[Given information]

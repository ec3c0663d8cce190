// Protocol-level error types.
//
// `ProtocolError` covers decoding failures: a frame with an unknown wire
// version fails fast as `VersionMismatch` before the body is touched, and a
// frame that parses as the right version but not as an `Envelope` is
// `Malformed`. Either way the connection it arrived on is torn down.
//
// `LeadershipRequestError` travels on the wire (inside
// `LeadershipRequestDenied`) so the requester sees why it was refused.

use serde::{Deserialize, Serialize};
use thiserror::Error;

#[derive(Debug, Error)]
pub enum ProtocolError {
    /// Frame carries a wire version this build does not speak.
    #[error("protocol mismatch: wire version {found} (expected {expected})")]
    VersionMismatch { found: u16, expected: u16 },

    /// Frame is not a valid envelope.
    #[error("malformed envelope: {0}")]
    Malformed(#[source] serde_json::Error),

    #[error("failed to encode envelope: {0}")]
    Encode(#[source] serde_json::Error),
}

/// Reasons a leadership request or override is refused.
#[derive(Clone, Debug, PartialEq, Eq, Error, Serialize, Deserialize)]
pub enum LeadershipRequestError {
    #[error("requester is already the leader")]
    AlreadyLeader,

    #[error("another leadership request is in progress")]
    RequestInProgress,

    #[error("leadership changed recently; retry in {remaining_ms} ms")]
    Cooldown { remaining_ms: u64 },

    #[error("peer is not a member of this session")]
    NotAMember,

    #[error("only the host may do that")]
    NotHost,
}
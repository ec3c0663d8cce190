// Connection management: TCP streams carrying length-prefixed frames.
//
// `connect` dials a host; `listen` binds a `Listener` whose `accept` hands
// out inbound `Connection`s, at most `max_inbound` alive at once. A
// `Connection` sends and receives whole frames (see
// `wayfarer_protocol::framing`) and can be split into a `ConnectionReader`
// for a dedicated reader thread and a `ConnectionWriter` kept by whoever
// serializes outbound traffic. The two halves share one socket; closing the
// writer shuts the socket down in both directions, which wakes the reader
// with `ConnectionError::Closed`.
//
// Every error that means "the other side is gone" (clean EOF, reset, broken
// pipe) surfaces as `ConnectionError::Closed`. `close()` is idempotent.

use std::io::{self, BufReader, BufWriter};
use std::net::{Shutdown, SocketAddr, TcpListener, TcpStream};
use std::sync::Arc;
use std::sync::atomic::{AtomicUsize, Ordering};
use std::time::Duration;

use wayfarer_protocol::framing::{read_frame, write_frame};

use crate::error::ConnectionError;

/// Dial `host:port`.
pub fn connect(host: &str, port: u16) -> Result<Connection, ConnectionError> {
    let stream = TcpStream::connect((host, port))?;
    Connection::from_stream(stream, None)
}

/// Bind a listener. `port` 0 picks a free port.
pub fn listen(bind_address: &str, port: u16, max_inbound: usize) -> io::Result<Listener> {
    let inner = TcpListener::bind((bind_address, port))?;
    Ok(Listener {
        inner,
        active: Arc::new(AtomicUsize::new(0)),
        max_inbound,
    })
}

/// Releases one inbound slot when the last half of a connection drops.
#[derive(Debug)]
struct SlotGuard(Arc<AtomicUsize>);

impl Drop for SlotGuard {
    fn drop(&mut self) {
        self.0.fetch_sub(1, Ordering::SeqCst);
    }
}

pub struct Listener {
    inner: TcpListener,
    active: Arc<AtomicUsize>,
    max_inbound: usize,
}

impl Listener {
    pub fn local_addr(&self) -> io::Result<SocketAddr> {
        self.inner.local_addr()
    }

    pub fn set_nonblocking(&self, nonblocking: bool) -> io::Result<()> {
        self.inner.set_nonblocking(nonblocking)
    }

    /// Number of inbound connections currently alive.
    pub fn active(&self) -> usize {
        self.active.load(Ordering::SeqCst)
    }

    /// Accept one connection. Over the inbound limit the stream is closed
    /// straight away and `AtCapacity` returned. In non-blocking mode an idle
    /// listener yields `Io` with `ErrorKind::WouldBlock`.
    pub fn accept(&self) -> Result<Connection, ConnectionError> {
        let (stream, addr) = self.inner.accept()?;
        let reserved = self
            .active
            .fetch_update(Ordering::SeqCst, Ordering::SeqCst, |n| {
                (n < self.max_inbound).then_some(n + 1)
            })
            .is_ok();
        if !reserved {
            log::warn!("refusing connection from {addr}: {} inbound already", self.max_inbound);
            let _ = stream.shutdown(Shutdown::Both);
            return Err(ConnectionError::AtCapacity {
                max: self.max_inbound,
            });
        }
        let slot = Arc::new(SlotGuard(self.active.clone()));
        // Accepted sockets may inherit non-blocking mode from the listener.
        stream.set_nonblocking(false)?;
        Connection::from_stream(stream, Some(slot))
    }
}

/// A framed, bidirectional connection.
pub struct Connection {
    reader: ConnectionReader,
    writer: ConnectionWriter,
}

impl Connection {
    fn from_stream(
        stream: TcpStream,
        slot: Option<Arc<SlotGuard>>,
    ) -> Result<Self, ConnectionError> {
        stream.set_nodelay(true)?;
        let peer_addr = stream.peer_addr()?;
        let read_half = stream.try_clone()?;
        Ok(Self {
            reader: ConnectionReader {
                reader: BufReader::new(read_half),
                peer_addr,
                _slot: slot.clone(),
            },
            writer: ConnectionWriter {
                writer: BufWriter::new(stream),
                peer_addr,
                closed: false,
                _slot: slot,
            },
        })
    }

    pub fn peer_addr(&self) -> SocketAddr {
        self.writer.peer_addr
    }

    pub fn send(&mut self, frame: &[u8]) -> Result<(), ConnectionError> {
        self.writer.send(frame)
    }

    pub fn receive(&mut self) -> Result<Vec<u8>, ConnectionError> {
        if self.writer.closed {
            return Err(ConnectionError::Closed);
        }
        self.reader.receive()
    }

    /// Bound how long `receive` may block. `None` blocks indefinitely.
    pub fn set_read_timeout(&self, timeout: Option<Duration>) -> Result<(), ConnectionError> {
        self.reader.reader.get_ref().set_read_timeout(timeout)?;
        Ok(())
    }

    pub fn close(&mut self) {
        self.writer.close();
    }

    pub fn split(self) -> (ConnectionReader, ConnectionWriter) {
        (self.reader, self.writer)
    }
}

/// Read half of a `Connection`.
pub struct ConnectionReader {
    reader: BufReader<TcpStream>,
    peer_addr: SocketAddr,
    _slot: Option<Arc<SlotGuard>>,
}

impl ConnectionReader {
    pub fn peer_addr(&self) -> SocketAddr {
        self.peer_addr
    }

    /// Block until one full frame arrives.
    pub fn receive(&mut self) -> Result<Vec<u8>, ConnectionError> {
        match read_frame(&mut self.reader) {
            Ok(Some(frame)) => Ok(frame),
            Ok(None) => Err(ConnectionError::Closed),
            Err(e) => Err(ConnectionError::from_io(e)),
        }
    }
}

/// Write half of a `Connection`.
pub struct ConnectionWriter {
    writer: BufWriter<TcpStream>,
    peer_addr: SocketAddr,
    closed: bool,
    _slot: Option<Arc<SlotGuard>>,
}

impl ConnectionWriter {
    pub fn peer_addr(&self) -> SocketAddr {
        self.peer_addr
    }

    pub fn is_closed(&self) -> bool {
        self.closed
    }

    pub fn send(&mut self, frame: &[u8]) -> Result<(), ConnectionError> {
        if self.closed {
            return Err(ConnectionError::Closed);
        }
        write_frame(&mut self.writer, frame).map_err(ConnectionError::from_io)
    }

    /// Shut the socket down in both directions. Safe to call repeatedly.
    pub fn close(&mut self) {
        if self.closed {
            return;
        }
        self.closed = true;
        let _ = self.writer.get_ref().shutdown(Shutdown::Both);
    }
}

[/Given information]
[Given information]

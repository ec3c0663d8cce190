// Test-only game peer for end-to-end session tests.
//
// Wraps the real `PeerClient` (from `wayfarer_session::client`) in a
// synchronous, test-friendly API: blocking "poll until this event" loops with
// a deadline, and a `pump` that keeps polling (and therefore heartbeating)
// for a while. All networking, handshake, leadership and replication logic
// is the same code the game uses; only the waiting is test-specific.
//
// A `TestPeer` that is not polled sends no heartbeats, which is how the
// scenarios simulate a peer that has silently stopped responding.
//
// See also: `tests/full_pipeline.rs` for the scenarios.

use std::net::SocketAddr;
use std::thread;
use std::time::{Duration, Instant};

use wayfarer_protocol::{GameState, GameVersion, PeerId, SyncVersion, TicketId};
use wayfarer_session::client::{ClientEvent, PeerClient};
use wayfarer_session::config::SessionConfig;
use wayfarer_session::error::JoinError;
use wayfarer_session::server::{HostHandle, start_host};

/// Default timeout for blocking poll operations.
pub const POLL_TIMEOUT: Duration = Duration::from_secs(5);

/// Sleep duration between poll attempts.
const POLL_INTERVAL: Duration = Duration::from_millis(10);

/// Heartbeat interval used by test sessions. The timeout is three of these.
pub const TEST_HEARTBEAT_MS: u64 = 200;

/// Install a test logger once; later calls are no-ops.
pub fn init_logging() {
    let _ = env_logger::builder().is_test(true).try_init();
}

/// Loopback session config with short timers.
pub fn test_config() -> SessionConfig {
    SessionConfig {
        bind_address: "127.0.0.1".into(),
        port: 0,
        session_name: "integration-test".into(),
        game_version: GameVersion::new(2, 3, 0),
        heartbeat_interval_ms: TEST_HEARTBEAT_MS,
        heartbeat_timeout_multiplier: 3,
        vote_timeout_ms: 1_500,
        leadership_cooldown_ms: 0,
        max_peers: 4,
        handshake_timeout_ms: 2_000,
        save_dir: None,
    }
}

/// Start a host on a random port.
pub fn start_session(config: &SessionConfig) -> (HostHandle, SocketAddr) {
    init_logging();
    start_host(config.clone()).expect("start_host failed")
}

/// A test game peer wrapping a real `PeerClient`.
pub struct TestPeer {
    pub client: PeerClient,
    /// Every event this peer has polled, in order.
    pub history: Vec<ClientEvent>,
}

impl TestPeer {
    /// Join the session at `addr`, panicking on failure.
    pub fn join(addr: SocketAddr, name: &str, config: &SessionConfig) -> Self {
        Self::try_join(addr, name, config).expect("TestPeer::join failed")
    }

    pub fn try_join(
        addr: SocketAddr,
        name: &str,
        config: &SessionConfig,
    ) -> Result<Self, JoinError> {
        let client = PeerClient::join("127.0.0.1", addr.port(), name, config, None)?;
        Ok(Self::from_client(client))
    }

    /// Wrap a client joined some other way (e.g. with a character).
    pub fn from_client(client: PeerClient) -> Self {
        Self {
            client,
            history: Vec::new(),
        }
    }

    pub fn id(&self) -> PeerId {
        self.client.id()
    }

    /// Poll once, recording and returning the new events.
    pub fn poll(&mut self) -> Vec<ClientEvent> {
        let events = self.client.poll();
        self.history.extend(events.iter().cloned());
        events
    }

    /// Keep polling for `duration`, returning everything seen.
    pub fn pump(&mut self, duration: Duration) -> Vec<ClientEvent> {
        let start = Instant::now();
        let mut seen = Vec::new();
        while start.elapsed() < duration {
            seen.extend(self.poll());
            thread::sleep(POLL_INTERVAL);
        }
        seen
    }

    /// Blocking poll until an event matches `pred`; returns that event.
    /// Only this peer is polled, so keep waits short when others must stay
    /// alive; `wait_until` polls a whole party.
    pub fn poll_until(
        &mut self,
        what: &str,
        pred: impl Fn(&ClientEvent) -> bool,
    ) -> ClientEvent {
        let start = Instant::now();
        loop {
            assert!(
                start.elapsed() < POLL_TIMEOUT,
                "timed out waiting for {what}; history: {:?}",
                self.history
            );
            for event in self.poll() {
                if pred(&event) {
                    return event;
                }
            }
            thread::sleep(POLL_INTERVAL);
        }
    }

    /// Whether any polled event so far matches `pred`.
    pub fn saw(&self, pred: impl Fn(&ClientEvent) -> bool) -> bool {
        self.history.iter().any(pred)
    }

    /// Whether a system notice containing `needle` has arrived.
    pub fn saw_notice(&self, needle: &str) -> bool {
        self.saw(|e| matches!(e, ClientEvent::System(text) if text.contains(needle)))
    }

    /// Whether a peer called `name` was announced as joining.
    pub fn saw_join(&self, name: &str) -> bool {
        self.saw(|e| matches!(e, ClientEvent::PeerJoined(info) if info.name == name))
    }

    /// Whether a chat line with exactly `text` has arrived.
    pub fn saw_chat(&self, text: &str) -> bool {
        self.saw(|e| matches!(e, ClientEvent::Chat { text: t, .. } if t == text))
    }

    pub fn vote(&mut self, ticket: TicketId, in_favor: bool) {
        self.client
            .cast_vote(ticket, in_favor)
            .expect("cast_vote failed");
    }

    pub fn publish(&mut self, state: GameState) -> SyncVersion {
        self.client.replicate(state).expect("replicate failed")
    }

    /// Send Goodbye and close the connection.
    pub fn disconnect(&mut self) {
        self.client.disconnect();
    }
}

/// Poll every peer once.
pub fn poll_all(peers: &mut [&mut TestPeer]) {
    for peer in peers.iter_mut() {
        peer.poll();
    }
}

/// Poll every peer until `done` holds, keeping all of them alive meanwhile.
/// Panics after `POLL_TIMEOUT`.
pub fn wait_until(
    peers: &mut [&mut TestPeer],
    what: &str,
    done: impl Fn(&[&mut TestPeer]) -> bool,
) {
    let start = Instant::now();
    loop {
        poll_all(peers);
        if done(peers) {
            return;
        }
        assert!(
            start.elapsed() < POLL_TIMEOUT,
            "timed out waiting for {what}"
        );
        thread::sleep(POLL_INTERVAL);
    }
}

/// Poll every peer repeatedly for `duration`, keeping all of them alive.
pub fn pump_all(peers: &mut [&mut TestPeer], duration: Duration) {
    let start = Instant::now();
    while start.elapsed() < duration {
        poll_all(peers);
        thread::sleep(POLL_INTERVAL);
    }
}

[/Given information]

Your task:
Lines with the word "seen" in them should be copied from the preceding records.

Response:
    /// Keep polling for `duration`, returning everything seen.
        let mut seen = Vec::new();
            seen.extend(self.poll());
        seen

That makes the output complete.